• _Task item_
If a line in the entries below includes "description", show that line.

• _Task input_
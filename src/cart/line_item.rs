//! Cart line items

use rust_decimal::Decimal;
use serde::{Deserialize, Serialize};

/// A product and variant combination held in the cart
#[derive(Debug, Clone, PartialEq, Eq, Serialize, Deserialize)]
pub struct CartLineItem {
    /// Product id joined with the selected variant id; unique within a cart
    pub id: String,

    /// Product name
    pub name: String,

    /// Selected variant name
    #[serde(default, skip_serializing_if = "Option::is_none")]
    pub variant: Option<String>,

    /// Unit price
    pub price: Decimal,

    /// Number of units, at least one
    pub quantity: u32,

    /// Product image URL
    #[serde(default)]
    pub image: String,
}

impl CartLineItem {
    /// Creates a line item without a variant or image
    pub fn new(id: impl Into<String>, name: impl Into<String>, price: Decimal, quantity: u32) -> Self {
        Self {
            id: id.into(),
            name: name.into(),
            variant: None,
            price,
            quantity,
            image: String::new(),
        }
    }

    /// Sets the variant name
    #[must_use]
    pub fn with_variant(mut self, variant: impl Into<String>) -> Self {
        self.variant = Some(variant.into());
        self
    }

    /// Sets the image URL
    #[must_use]
    pub fn with_image(mut self, image: impl Into<String>) -> Self {
        self.image = image.into();
        self
    }

    /// Unit price multiplied by quantity
    pub fn line_total(&self) -> Decimal {
        self.price.saturating_mul(Decimal::from(self.quantity))
    }
}
//! Product Catalog
//!
//! Static, read-only product records loaded from a YAML fixture.

use std::{fs, path::Path};

use rust_decimal::Decimal;
use rustc_hash::FxHashMap;
use rusty_money::{
    Money,
    iso::{Currency, USD},
};
use slotmap::{SlotMap, new_key_type};
use smallvec::SmallVec;
use thiserror::Error;

use crate::cart::CartLineItem;

pub mod fixtures;

/// Catalog fixture bundled with the crate.
const BUNDLED_CATALOG_YAML: &str = include_str!("../../fixtures/catalog/hvac.yml");

new_key_type! {
    /// Product Key
    pub struct ProductKey;
}

/// Catalog Errors
#[derive(Debug, Error)]
pub enum CatalogError {
    /// IO error reading the fixture file
    #[error("Failed to read catalog file: {0}")]
    Io(#[from] std::io::Error),

    /// YAML parsing error
    #[error("Failed to parse YAML: {0}")]
    Yaml(#[from] serde_norway::Error),

    /// Invalid price format
    #[error("Invalid price format: {0}")]
    InvalidPrice(String),

    /// Unknown currency code
    #[error("Unknown currency code: {0}")]
    UnknownCurrency(String),

    /// Currency mismatch between products
    #[error("Currency mismatch: expected {0}, found {1}")]
    CurrencyMismatch(String, String),

    /// Two products share an id
    #[error("Duplicate product id: {0}")]
    DuplicateProduct(String),

    /// Product not found
    #[error("Product not found: {0}")]
    ProductNotFound(String),

    /// Variant not offered by the product
    #[error("Product {product} has no variant {variant}")]
    UnknownVariant {
        /// Product id
        product: String,
        /// Requested variant id
        variant: String,
    },

    /// The product has variants but none was chosen
    #[error("Product {0} requires a variant to be selected")]
    VariantRequired(String),

    /// Line items need a quantity of at least one
    #[error("Quantity for product {0} must be at least 1")]
    InvalidQuantity(String),
}

/// Product variant, such as a colour or size
#[derive(Debug, Clone, PartialEq, Eq)]
pub struct Variant {
    /// Variant id, appended to the product id in line item ids
    pub id: String,

    /// Display name
    pub name: String,

    /// Swatch style
    pub color: String,

    /// Swatch style when selected
    pub selected_color: String,
}

/// Product
#[derive(Debug, Clone, PartialEq)]
pub struct Product {
    /// Product id
    pub id: String,

    /// Product name
    pub name: String,

    /// Unit price
    pub price: Decimal,

    /// Catalog category
    pub category: String,

    /// Long description
    pub description: String,

    /// Feature bullet points
    pub features: Vec<String>,

    /// Gallery image URLs
    pub images: Vec<String>,

    /// Selectable variants
    pub variants: SmallVec<[Variant; 4]>,

    /// Average review rating
    pub rating: f32,

    /// Number of reviews
    pub review_count: u32,

    /// Whether the product can be bought
    pub in_stock: bool,
}

impl Product {
    /// Primary image URL, empty if the product has none
    pub fn image(&self) -> &str {
        self.images.first().map_or("", String::as_str)
    }

    /// Look up a variant by id
    pub fn variant(&self, variant_id: &str) -> Option<&Variant> {
        self.variants.iter().find(|variant| variant.id == variant_id)
    }

    /// Build the cart line item for this product and the chosen variant
    ///
    /// The line item id is `"{product}-{variant}"`, or the bare product id for
    /// products without variants.
    ///
    /// # Errors
    ///
    /// Returns an error if the quantity is zero, the variant is unknown, or the
    /// product has variants and none was chosen.
    pub fn line_item(
        &self,
        variant_id: Option<&str>,
        quantity: u32,
    ) -> Result<CartLineItem, CatalogError> {
        if quantity == 0 {
            return Err(CatalogError::InvalidQuantity(self.id.clone()));
        }

        let item = CartLineItem::new(self.id.clone(), self.name.clone(), self.price, quantity)
            .with_image(self.image());

        match (variant_id, self.variants.is_empty()) {
            (None, true) => Ok(item),
            (None, false) => Err(CatalogError::VariantRequired(self.id.clone())),
            (Some(variant_id), _) => {
                let variant =
                    self.variant(variant_id)
                        .ok_or_else(|| CatalogError::UnknownVariant {
                            product: self.id.clone(),
                            variant: variant_id.to_string(),
                        })?;

                Ok(CartLineItem {
                    id: format!("{}-{}", self.id, variant.id),
                    ..item
                }
                .with_variant(variant.name.clone()))
            }
        }
    }
}

/// Product catalog
#[derive(Debug)]
pub struct Catalog {
    products: SlotMap<ProductKey, Product>,
    keys: FxHashMap<String, ProductKey>,
    currency: &'static Currency,
}

impl Catalog {
    /// Load the catalog bundled with the crate
    ///
    /// # Errors
    ///
    /// Returns an error if the bundled fixture is invalid.
    pub fn bundled() -> Result<Self, CatalogError> {
        Self::from_yaml(BUNDLED_CATALOG_YAML)
    }

    /// Load a catalog from a YAML fixture file
    ///
    /// # Errors
    ///
    /// Returns an error if the file cannot be read or parsed.
    pub fn from_path(path: impl AsRef<Path>) -> Result<Self, CatalogError> {
        let contents = fs::read_to_string(path)?;

        Self::from_yaml(&contents)
    }

    /// Parse a catalog from YAML
    ///
    /// # Errors
    ///
    /// Returns an error if the YAML cannot be parsed, a price is invalid, product ids
    /// repeat, or products are priced in different currencies.
    pub fn from_yaml(yaml: &str) -> Result<Self, CatalogError> {
        let fixture: fixtures::CatalogFixture = serde_norway::from_str(yaml)?;

        let mut products = SlotMap::with_key();
        let mut keys = FxHashMap::default();
        let mut currency: Option<&'static Currency> = None;

        for product_fixture in fixture.products {
            let (product, product_currency) = product_fixture.try_into_product()?;

            match currency {
                Some(existing) if existing != product_currency => {
                    return Err(CatalogError::CurrencyMismatch(
                        existing.iso_alpha_code.to_string(),
                        product_currency.iso_alpha_code.to_string(),
                    ));
                }
                Some(_) => {}
                None => currency = Some(product_currency),
            }

            if keys.contains_key(&product.id) {
                return Err(CatalogError::DuplicateProduct(product.id));
            }

            let id = product.id.clone();
            let key = products.insert(product);

            keys.insert(id, key);
        }

        Ok(Self {
            products,
            keys,
            currency: currency.unwrap_or(USD),
        })
    }

    /// Get a product by id
    pub fn get(&self, id: &str) -> Option<&Product> {
        self.keys
            .get(id)
            .and_then(|key| self.products.get(*key))
    }

    /// Get a product by id
    ///
    /// # Errors
    ///
    /// Returns [`CatalogError::ProductNotFound`] if no product has this id.
    pub fn product(&self, id: &str) -> Result<&Product, CatalogError> {
        self.get(id)
            .ok_or_else(|| CatalogError::ProductNotFound(id.to_string()))
    }

    /// Products in fixture order
    pub fn iter(&self) -> impl Iterator<Item = &Product> {
        self.products.values()
    }

    /// Products in the given category, in fixture order
    pub fn in_category<'a>(&'a self, category: &'a str) -> impl Iterator<Item = &'a Product> {
        self.iter().filter(move |product| product.category == category)
    }

    /// Distinct categories in order of first appearance
    pub fn categories(&self) -> Vec<&str> {
        let mut categories: Vec<&str> = Vec::new();

        for product in self.iter() {
            if !categories.contains(&product.category.as_str()) {
                categories.push(&product.category);
            }
        }

        categories
    }

    /// Number of products
    pub fn len(&self) -> usize {
        self.products.len()
    }

    /// Check if the catalog has no products
    pub fn is_empty(&self) -> bool {
        self.products.is_empty()
    }

    /// Currency all prices are quoted in
    pub fn currency(&self) -> &'static Currency {
        self.currency
    }

    /// Format an amount in the catalog currency
    pub fn money(&self, amount: Decimal) -> Money<'static, Currency> {
        Money::from_decimal(amount, self.currency)
    }
}
//! The node capability consumed by the engine core.

pub(crate) mod context;
pub(crate) mod instance;

use std::sync::atomic::{AtomicU64, Ordering};

use crate::cache::store::CachePriority;
use crate::foundation::core::{ChannelSet, FrameTime, NodeId, Region, XRange};
use crate::foundation::error::EngineResult;
use crate::node::context::RowContext;

/// Anything that can produce one scanline on demand.
///
/// Implementations must be deterministic for a given `(version, y, time, x_range, channels)` and
/// must bump [`version`](Node::version) whenever a parameter change alters their output. `get`
/// may block on upstream rows through the [`RowContext`].
pub trait Node: Send + Sync {
    /// Display name used in logs.
    fn name(&self) -> &str;

    /// Identity, stable for the node's whole life.
    fn identity(&self) -> NodeId;

    /// Parameter version; changes whenever output-affecting state changes.
    fn version(&self) -> u64;

    /// Number of input slots.
    fn input_count(&self) -> usize {
        0
    }

    /// Region required from input `input` to produce `output` (region of interest).
    fn request(&self, output: Region, input: usize) -> Region {
        let _ = input;
        output
    }

    /// Channels required from input `input` to produce `channels`.
    fn input_channels(&self, channels: ChannelSet, input: usize) -> ChannelSet {
        let _ = input;
        channels
    }

    /// Eviction hint for rows this node produces.
    fn cache_priority(&self) -> CachePriority {
        CachePriority::Normal
    }

    /// Produce scanline `y` over `x_range`, channel-planar in `channels` storage order.
    fn get(
        &self,
        ctx: &RowContext<'_>,
        y: i32,
        time: FrameTime,
        x_range: XRange,
        channels: ChannelSet,
    ) -> EngineResult<Vec<f32>>;
}

/// Monotonic version counter for node implementations.
#[derive(Debug, Default)]
pub struct VersionStamp(AtomicU64);

impl VersionStamp {
    pub fn new() -> Self {
        Self::default()
    }

    pub fn get(&self) -> u64 {
        self.0.load(Ordering::Acquire)
    }

    /// Advance the version; returns the new value.
    pub fn bump(&self) -> u64 {
        self.0.fetch_add(1, Ordering::AcqRel) + 1
    }
}

/// Allocate a planar row buffer of `channels.count()` planes of `width` samples.
pub fn planar_buffer(width: usize, channels: ChannelSet) -> Vec<f32> {
    vec![0.0; width * channels.count()]
}
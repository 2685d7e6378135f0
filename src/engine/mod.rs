//! Graph topology, evaluation order and the render driver.

pub(crate) mod dag;
pub(crate) mod driver;
pub(crate) mod output;
use std::fmt;

use xxhash_rust::xxh3::Xxh3;

use crate::foundation::core::{ChannelSet, FrameTime, NodeId, XRange};

const XXH3_SEED: u64 = 0x5ca7_11fe_0c0f_fee5;

/// Composite key of one cached row.
///
/// Two fingerprints are equal iff every field is equal. `version` is the node's *effective*
/// version, so a row computed before a parameter (or upstream) change is never reused.
#[derive(Clone, Copy, Debug, PartialEq, Eq, Hash)]
pub struct Fingerprint {
    /// Producing node.
    pub node: NodeId,
    /// Effective node version at request time.
    pub version: u64,
    /// Evaluation time.
    pub time: FrameTime,
    /// Scanline.
    pub y: i32,
    /// Horizontal extent.
    pub x_range: XRange,
    /// Channels stored in the row.
    pub channels: ChannelSet,
}

impl Fingerprint {
    /// Stable 128-bit digest, used to correlate log lines across threads.
    pub fn digest(&self) -> FingerprintDigest {
        let mut h = StableHasher::new();
        h.write_u64(self.node.0);
        h.write_u64(self.version);
        h.write_i64(self.time.0);
        h.write_i32(self.y);
        h.write_i32(self.x_range.x);
        h.write_i32(self.x_range.r);
        h.write_u8(self.channels.bits());
        h.finish()
    }
}

/// 128-bit digest of a [`Fingerprint`].
#[derive(Clone, Copy, Debug, PartialEq, Eq, Hash)]
pub struct FingerprintDigest {
    pub hi: u64,
    pub lo: u64,
}

impl fmt::Display for FingerprintDigest {
    fn fmt(&self, f: &mut fmt::Formatter<'_>) -> fmt::Result {
        write!(f, "{:016x}{:016x}", self.hi, self.lo)
    }
}

/// Order-sensitive hasher with a fixed seed; results are stable across runs and platforms.
pub(crate) struct StableHasher {
    inner: Xxh3,
}

impl StableHasher {
    pub(crate) fn new() -> Self {
        Self {
            inner: Xxh3::with_seed(XXH3_SEED),
        }
    }

    fn write_bytes(&mut self, b: &[u8]) {
        self.inner.update(b);
    }

    pub(crate) fn write_u8(&mut self, v: u8) {
        self.write_bytes(&[v]);
    }

    pub(crate) fn write_i32(&mut self, v: i32) {
        self.write_bytes(&v.to_le_bytes());
    }

    pub(crate) fn write_u64(&mut self, v: u64) {
        self.write_bytes(&v.to_le_bytes());
    }

    pub(crate) fn write_i64(&mut self, v: i64) {
        self.write_bytes(&v.to_le_bytes());
    }

    pub(crate) fn finish_u64(&self) -> u64 {
        self.inner.digest()
    }

    pub(crate) fn finish(self) -> FingerprintDigest {
        let v = self.inner.digest128();
        FingerprintDigest {
            hi: (v >> 64) as u64,
            lo: v as u64,
        }
    }
}

#[cfg(test)]
#[path = "../../tests/unit/cache/fingerprint.rs"]
mod tests;
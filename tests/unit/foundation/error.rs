use super::*;

#[test]
fn display_prefixes_are_stable() {
    assert!(
        EngineError::validation("x")
            .to_string()
            .contains("validation error:")
    );
    assert!(EngineError::graph("x").to_string().contains("graph error:"));
    assert!(
        EngineError::evaluation("x")
            .to_string()
            .contains("evaluation error:")
    );
    assert!(EngineError::config("x").to_string().contains("config error:"));
}

#[test]
fn other_preserves_source() {
    let base = std::io::Error::other("boom");
    let err = EngineError::Other(anyhow::Error::new(base));
    assert!(err.to_string().contains("boom"));
}

#[test]
fn row_failure_mentions_node_and_scanline() {
    let f = RowFailure::new(NodeId(7), 3, "bad pixel");
    let s = f.to_string();
    assert!(s.contains("row 3"));
    assert!(s.contains("node 7"));
    assert!(s.contains("bad pixel"));

    let e = RowError::from(f.clone());
    assert_eq!(e, RowError::Failed(f));
}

• _Answer_
    /// Long description
    pub description: String,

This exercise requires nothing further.